High fruit intake in one’s teenage years is linked with a lower risk of developing breast cancer in a study published in the BMJ while another linked research from the same journal has found an associated between alcohol consumption and a greater risk of breast cancer.
The team of researchers behind the first study intended to find out whether fruit and vegetables could be linked with breast cancer risk. They obtained their data from 90,000 nurses whom they followed for over 2 decades. The results show that consuming fruits in high amounts during adolescence (2.9 v 0.5 servings per day) led to a 25% lower breast cancer risk developed in middle age. The study also points out that apple, banana, and grapes are particularly beneficial in this regard when consumed in adolescence. Also, oranges and kale taken in early adulthood is also associated with a lower risk of the disease.
The authors explain that their findings support the current recommendation for cancer prevention to eat more fruits and vegetables. Their study particularly suggest that this would be more important to apply to teenage years.
However, this study does not provide confirmed links between the variables.

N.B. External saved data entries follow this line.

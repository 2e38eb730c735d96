//! Probe configuration parsing, validation, and command-line overrides.
//!
//! Every field has a default, so an empty TOML document (or no config file
//! at all) reproduces the stock probe: launch the locally installed
//! `notebooklm-mcp` server and call its `notebook_list` tool.

use std::fs;
use std::path::Path;
use std::time::Duration;

use serde::Deserialize;
use serde_json::Value;

use crate::rpc::PROTOCOL_VERSION;
use crate::stdio::codec::DEFAULT_MAX_LINE_BYTES;
use crate::{AppError, Result};

/// What to do with the server's standard error stream.
#[derive(Debug, Clone, Copy, Default, Deserialize, PartialEq, Eq)]
#[serde(rename_all = "snake_case")]
pub enum StderrMode {
    /// Connect a pipe that is never read.
    #[default]
    Piped,
    /// Share the probe's own stderr.
    Inherit,
    /// Discard.
    Null,
}

/// How to launch the MCP server under test.
#[derive(Debug, Clone, Deserialize, PartialEq, Eq)]
#[serde(rename_all = "snake_case", default)]
pub struct ServerConfig {
    /// Executable path or name resolved through `PATH`.
    pub command: String,
    /// Arguments passed to the executable.
    pub args: Vec<String>,
    /// Disposition of the child's stderr.
    pub stderr: StderrMode,
    /// Inbound lines longer than this are dropped unread.
    pub max_line_bytes: usize,
}

impl Default for ServerConfig {
    fn default() -> Self {
        Self {
            command: default_command(),
            args: Vec::new(),
            stderr: StderrMode::default(),
            max_line_bytes: DEFAULT_MAX_LINE_BYTES,
        }
    }
}

/// Identity announced in the `initialize` request.
#[derive(Debug, Clone, Deserialize, PartialEq, Eq)]
#[serde(rename_all = "snake_case", default)]
pub struct ClientConfig {
    /// `clientInfo.name`.
    pub name: String,
    /// `clientInfo.version`.
    pub version: String,
    /// `protocolVersion` echoed to the server.
    pub protocol_version: String,
}

impl Default for ClientConfig {
    fn default() -> Self {
        Self {
            name: default_client_name(),
            version: default_client_version(),
            protocol_version: PROTOCOL_VERSION.to_owned(),
        }
    }
}

/// The single tool invoked after the handshake.
#[derive(Debug, Clone, Deserialize, PartialEq)]
#[serde(rename_all = "snake_case", default)]
pub struct ToolConfig {
    /// Remote tool name.
    pub name: String,
    /// Tool arguments; must be a JSON object.
    pub arguments: Value,
}

impl Default for ToolConfig {
    fn default() -> Self {
        Self {
            name: default_tool_name(),
            arguments: Value::Object(serde_json::Map::new()),
        }
    }
}

fn default_command() -> String {
    "/opt/homebrew/bin/notebooklm-mcp".into()
}

fn default_client_name() -> String {
    "Test".into()
}

fn default_client_version() -> String {
    "1".into()
}

fn default_tool_name() -> String {
    "notebook_list".into()
}

/// Top-level probe configuration parsed from `probe.toml`.
#[derive(Debug, Clone, Default, Deserialize, PartialEq)]
#[serde(rename_all = "snake_case", default)]
pub struct ProbeConfig {
    /// Server launch settings.
    pub server: ServerConfig,
    /// Client identity settings.
    pub client: ClientConfig,
    /// Tool invocation settings.
    pub tool: ToolConfig,
    /// Per-receive timeout in seconds; 0 waits forever.
    pub receive_timeout_seconds: u64,
}

/// Values supplied on the command line that replace configured ones.
#[derive(Debug, Clone, Default)]
pub struct ProbeOverrides {
    /// Full server command line; the first element is the executable.
    pub command: Vec<String>,
    /// Tool name.
    pub tool: Option<String>,
    /// Tool arguments.
    pub arguments: Option<Value>,
    /// `clientInfo.name`.
    pub client_name: Option<String>,
    /// `clientInfo.version`.
    pub client_version: Option<String>,
    /// `protocolVersion`.
    pub protocol_version: Option<String>,
    /// Receive timeout in seconds.
    pub receive_timeout_seconds: Option<u64>,
    /// Inbound line limit in bytes.
    pub max_line_bytes: Option<usize>,
}

impl ProbeConfig {
    /// Load and validate configuration from a TOML file path.
    ///
    /// # Errors
    ///
    /// Returns `AppError::Config` if the file cannot be read or contains
    /// invalid TOML, or if validation fails.
    pub fn load_from_path(path: impl AsRef<Path>) -> Result<Self> {
        let raw = fs::read_to_string(path)
            .map_err(|err| AppError::Config(format!("failed to read config: {err}")))?;
        Self::from_toml_str(&raw)
    }

    /// Parse configuration from a TOML string.
    ///
    /// # Errors
    ///
    /// Returns `AppError::Config` if parsing or validation fails.
    pub fn from_toml_str(raw: &str) -> Result<Self> {
        let config: Self = toml::from_str(raw)?;
        config.validate()?;
        Ok(config)
    }

    /// Replace configured values with command-line overrides and re-validate.
    ///
    /// # Errors
    ///
    /// Returns `AppError::Config` if the merged configuration is invalid.
    pub fn apply(&mut self, overrides: ProbeOverrides) -> Result<()> {
        let mut command = overrides.command.into_iter();
        if let Some(program) = command.next() {
            self.server.command = program;
            self.server.args = command.collect();
        }
        if let Some(tool) = overrides.tool {
            self.tool.name = tool;
        }
        if let Some(arguments) = overrides.arguments {
            self.tool.arguments = arguments;
        }
        if let Some(name) = overrides.client_name {
            self.client.name = name;
        }
        if let Some(version) = overrides.client_version {
            self.client.version = version;
        }
        if let Some(protocol_version) = overrides.protocol_version {
            self.client.protocol_version = protocol_version;
        }
        if let Some(seconds) = overrides.receive_timeout_seconds {
            self.receive_timeout_seconds = seconds;
        }
        if let Some(limit) = overrides.max_line_bytes {
            self.server.max_line_bytes = limit;
        }
        self.validate()
    }

    /// Receive timeout, or `None` to block until a response or EOF.
    #[must_use]
    pub fn receive_timeout(&self) -> Option<Duration> {
        (self.receive_timeout_seconds > 0).then(|| Duration::from_secs(self.receive_timeout_seconds))
    }

    fn validate(&self) -> Result<()> {
        if self.server.command.trim().is_empty() {
            return Err(AppError::Config("server.command must not be empty".into()));
        }

        if self.server.max_line_bytes == 0 {
            return Err(AppError::Config(
                "server.max_line_bytes must be greater than zero".into(),
            ));
        }

        if self.tool.name.trim().is_empty() {
            return Err(AppError::Config("tool.name must not be empty".into()));
        }

        if !self.tool.arguments.is_object() {
            return Err(AppError::Config(
                "tool.arguments must be a JSON object".into(),
            ));
        }

        Ok(())
    }
}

The second study was conducted by Danish scientists who set out to determine the effect of a shift in alcohol consumption on breast cancer and heart disease risks. Their data were generated from over 22,000 women from Denmark having hit menopause. The findings show that women who would increase their intake by two drinks daily over a period of five years had a 30% greater risk of breast cancer, but with a 20% lower risk of coronary heart disease, as opposed to women who drank a relatively constant amount of alcohol. On the other hand, those women who decreased their intake of alcohol during the same time period did not show any significant change in breast cancer or heart disease risks.

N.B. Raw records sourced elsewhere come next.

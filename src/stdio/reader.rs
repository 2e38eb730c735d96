//! Inbound response reader.
//!
//! The server's stdout is treated as a lazy sequence of candidate lines.
//! [`responses`] filters that sequence down to protocol messages: lines that
//! parse as a JSON object carrying the `jsonrpc` key. Everything else
//! (startup banners, log text, stray JSON) is skipped without ending the
//! sequence.
//!
//! Because the [`FramedRead`] is borrowed rather than consumed, a new
//! [`responses`] stream picks up exactly where the previous one stopped;
//! the harness keeps one framed reader for the lifetime of the process.
//!
//! | Inbound item                     | Outcome                         |
//! |----------------------------------|---------------------------------|
//! | JSON object with `jsonrpc`       | yielded                         |
//! | JSON without `jsonrpc`           | skipped; logged at `DEBUG`      |
//! | non-JSON or empty line           | skipped; logged at `DEBUG`      |
//! | line over the codec limit        | dropped by the codec (`WARN`)   |
//! | I/O error                        | yielded as `Err`                |
//! | EOF                              | sequence ends                   |

use std::future;

use futures_util::{Stream, StreamExt};
use serde_json::Value;
use tokio::io::AsyncRead;
use tokio_util::codec::FramedRead;
use tracing::debug;

use crate::rpc::has_protocol_marker;
use crate::stdio::codec::NdjsonCodec;
use crate::Result;

/// Framed line reader over a server's stdout.
pub type LineReader<R> = FramedRead<R, NdjsonCodec>;

/// Wrap `stdout` in a [`LineReader`] that drops lines longer than
/// `max_line_bytes`.
#[must_use]
pub fn line_reader<R: AsyncRead>(stdout: R, max_line_bytes: usize) -> LineReader<R> {
    FramedRead::new(stdout, NdjsonCodec::with_max_line_bytes(max_line_bytes))
}

/// Parse one line, returning it only if it is a protocol message.
///
/// Returns `None` for blank lines, lines that are not valid JSON, and JSON
/// values lacking the `jsonrpc` key.
#[must_use]
pub fn parse_response_line(line: &str) -> Option<Value> {
    let trimmed = line.trim();
    if trimmed.is_empty() {
        return None;
    }

    match serde_json::from_str::<Value>(trimmed) {
        Ok(value) if has_protocol_marker(&value) => Some(value),
        Ok(_) => {
            debug!(raw = trimmed, "stdio reader: json without protocol marker, skipping");
            None
        }
        Err(e) => {
            debug!(error = %e, raw = trimmed, "stdio reader: non-JSON line, skipping");
            None
        }
    }
}

/// Lazy stream of protocol messages read from `lines`.
///
/// Never yields a value that lacks the protocol marker. Ends when the
/// underlying stream reaches EOF. An unbounded server produces an unbounded
/// stream; callers wanting a bound wrap the poll in a timeout.
pub fn responses<'a, R>(lines: &'a mut LineReader<R>) -> impl Stream<Item = Result<Value>> + 'a
where
    R: AsyncRead + Unpin + 'a,
{
    lines.filter_map(|item| {
        future::ready(item.map(|line| parse_response_line(&line)).transpose())
    })
}

/// Read until the next protocol message.
///
/// Returns `Ok(None)` if the stream reaches EOF first.
///
/// # Errors
///
/// Returns [`AppError::Io`](crate::AppError::Io) if reading from the stream fails.
pub async fn next_response<R>(lines: &mut LineReader<R>) -> Result<Option<Value>>
where
    R: AsyncRead + Unpin,
{
    let mut stream = std::pin::pin!(responses(lines));
    stream.next().await.transpose()
}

The authors conclude that alcohol is linked with breast cancer and coronary heart disease in opposing ways. Commenting on this double-edged-sword nature of alcohol, they say that the harm in alcohol might be greater than the perceived benefits. Furthermore, if one wishes to decrease the risk of heart disease, other healthier lifestyle changes can be considered.
This study does not constitute confirmed links either. Rather, both studies are observational ones that require more in-depth analysis and interpretation of the data.